I wrote up my thoughts on Alteryx’s latest moves since Oct.
https://hhhypergrowth.com/the-alteryx-forecast/
In particular, since the big APA announcement early in the summer (right after COVID made their growth screech to a halt), the CEO has continued to rehash his arguments about how most of the Global 2000 are still on-prem. WELL DUH. The problem with that is the MASSIVE move to SaaS tooling for basic business operations, driving the digital transformation that was already ongoing, and which then got a major boost from pandemic and a stay-at-home work force.
Well – the long-time founder/CEO finally bowed out in October 2020, and shuffled over to Exec Chairman. The company then hired someone with some SaaS background to replace him. And in turn, that new CEO hired a bunch of other C-suiters from his prior gig (Palo Alto) with SaaS background. So it seems the BOD finally said to hell with this on-premise stuff that Dean keeps pushing – it is finally time for the cloud.
But a major risk now exists - the company is overhauling its platform at the same time it is overhauling its upper mgmt and sales process and go-to-market. It might be the kick-in-the-ass that Alteryx needed, or… it might become a huge mess.
Beyond that, I find myself EXTREMELY unimpressed with Alteryx’s latest PR on its partnership with Snowflake. It is simply rehashing existing features and using some vague language to make it seem like they have expanded integration with Snowflake. NOPE. It’s still just the Snowflake Bulk Data Loader and the In-Database Operations that they’ve always had with some minor updates… NOT the deeper integration I’ve been looking for where it EITHER 1) embeds its functionality into Snowflake compute or 2) creates a cloud-based platform with deep integration into Snowflake’s features.

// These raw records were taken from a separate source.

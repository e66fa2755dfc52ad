use std::ops::Range;

use derive_more::Display;
use misc::*;

pub type GridResult<T> = Result<T, GridError>;

/// Components are in `x, y[, z]` order
pub type Coord = ArrayVec<i64, 3>;

/// Extents are in `width, height[, depth]` order
pub type Dims = ArrayVec<usize, 3>;

#[derive(Debug, Error, Clone, PartialEq, Eq)]
pub enum GridError {
    #[error("Coordinate {coord:?} is out of range for grid of dimensions {dims:?}")]
    OutOfRange { coord: Coord, dims: Dims },

    #[error("Invalid argument: {0}")]
    InvalidArgument(#[from] InvalidArgument),
}

#[derive(Debug, Error, Clone, PartialEq, Eq)]
pub enum InvalidArgument {
    #[error("{axis} position {pos} is outside of {valid:?}")]
    Position {
        axis: Axis,
        pos: usize,
        valid: Range<usize>,
    },

    #[error("{axis} extent {extent} is negative")]
    NegativeExtent { axis: Axis, extent: i64 },

    #[error("Expected {expected} elements but got {actual}")]
    Length { expected: usize, actual: usize },

    #[error("Can't parse point from {0:?}")]
    Point(String),
}

#[derive(Debug, Display, Copy, Clone, PartialEq, Eq, Hash)]
pub enum Axis {
    #[display(fmt = "column")]
    Column,
    #[display(fmt = "row")]
    Row,
    #[display(fmt = "depth")]
    Depth,
}

slog_value_display!(Axis);

impl GridError {
    pub(crate) fn out_of_range<const N: usize>(coord: [i64; N], dims: [usize; N]) -> Self {
        GridError::OutOfRange {
            coord: coord.into_iter().collect(),
            dims: dims.into_iter().collect(),
        }
    }

    /// `pos` must be in `0..limit`
    pub(crate) fn check_position(axis: Axis, pos: usize, limit: usize) -> GridResult<()> {
        if pos < limit {
            Ok(())
        } else {
            Err(InvalidArgument::Position {
                axis,
                pos,
                valid: 0..limit,
            }
            .into())
        }
    }

    pub(crate) fn check_length(expected: usize, actual: usize) -> GridResult<()> {
        if expected == actual {
            Ok(())
        } else {
            Err(InvalidArgument::Length { expected, actual }.into())
        }
    }
}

Glad I left this one. I really want to like Alteryx for enabling the Citizen Scientist and the shift to feature engineering and model automation, and will continue to watch it – but I don’t foresee any signs of stellar execution for a long while. This company has an entirely Windows-based codebase that it has to shift to the cloud. THIS IS GOING TO TAKE WHILE.
BTW, I finally bought Snowflake with a small position. Writing up some tidbits on what I really like about their positioning as the Data Cloud.